DATA IN THIS EXERCISE:
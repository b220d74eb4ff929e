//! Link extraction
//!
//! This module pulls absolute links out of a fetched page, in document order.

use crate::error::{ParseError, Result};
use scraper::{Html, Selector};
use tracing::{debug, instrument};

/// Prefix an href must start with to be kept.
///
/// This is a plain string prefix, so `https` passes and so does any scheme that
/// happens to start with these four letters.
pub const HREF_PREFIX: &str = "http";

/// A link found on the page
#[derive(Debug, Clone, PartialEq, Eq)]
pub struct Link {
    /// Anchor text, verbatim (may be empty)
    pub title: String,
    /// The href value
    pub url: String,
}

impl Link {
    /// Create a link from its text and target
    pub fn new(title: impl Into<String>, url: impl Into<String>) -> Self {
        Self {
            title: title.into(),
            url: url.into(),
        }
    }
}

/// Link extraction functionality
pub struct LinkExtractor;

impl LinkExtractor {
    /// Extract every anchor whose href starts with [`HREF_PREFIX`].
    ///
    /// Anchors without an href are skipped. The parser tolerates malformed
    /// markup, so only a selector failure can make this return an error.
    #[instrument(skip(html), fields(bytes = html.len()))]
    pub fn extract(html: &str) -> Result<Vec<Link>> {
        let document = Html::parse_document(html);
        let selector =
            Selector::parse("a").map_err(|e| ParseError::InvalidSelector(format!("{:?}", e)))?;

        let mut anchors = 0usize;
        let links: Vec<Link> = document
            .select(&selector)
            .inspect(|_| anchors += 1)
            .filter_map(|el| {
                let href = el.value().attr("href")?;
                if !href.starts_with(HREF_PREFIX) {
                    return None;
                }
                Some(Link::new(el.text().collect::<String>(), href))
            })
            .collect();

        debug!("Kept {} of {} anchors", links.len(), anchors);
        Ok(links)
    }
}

--

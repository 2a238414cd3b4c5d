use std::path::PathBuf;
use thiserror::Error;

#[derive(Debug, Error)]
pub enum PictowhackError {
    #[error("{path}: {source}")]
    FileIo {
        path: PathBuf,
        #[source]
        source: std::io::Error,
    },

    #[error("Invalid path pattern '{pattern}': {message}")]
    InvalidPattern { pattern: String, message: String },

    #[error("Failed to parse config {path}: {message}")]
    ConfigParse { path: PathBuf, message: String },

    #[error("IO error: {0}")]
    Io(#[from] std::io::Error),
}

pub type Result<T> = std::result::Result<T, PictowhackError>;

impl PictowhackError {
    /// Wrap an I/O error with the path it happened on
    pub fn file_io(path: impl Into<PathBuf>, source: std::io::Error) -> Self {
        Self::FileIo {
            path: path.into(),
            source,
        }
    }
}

REQUIRED ACTION: The answer should be one number: how many lines in the data contain the word "derive".

ANSWER SECTION: 2